Let Texas doctors provide crucial emergency care

Physician organizations warn that pregnant patients will suffer and potentially die, or experience life-long complications, if the US 5th Circuit Court of Appeals does not overturn a preliminary injunction preventing doctors from providing emergency care for abortion when they deem it medically necessary to stabilize a patient.

In the wake of Dobbs decision last year, the US District Court for the Northern District of Texas issued preliminary injunction to temporarily block the federal government’s guidance that the Emergency Medical Treatment and Active Labor Act (EMTALA) protects doctors and others health care workers who provide abortion assistance in emergency situations to save the life or health of the patient.
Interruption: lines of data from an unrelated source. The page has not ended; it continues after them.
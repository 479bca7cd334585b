pub mod attachment;
pub mod message;
pub mod session;

pub use attachment::{Attachment, AttachmentData, CaseFile};
pub use message::{ChatMessage, ChatRole};
pub use session::SessionId;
A 2021 Texas law bans nearly all abortions after about six weeks of gestation and allows private parties to bring civil suits against anyone who performs or aids and abets an abortion.

In an amicus brief, the AMA, the American College of Emergency Physicians, the American College of Obstetricians and Gynecologists, the American Academy of Pediatrics, the American Public Health Association and the Society for Maternal-Fetal Medicine urge the court of appeal to vacate the preliminary injunction in the case, State of Texas et al. see Becerra et al.

The organizations explained how EMTALA has been understood and applied in emergency medicine since it was enacted in 1986 and described the role abortion care plays in providing the stabilizing treatment EMTALA requires.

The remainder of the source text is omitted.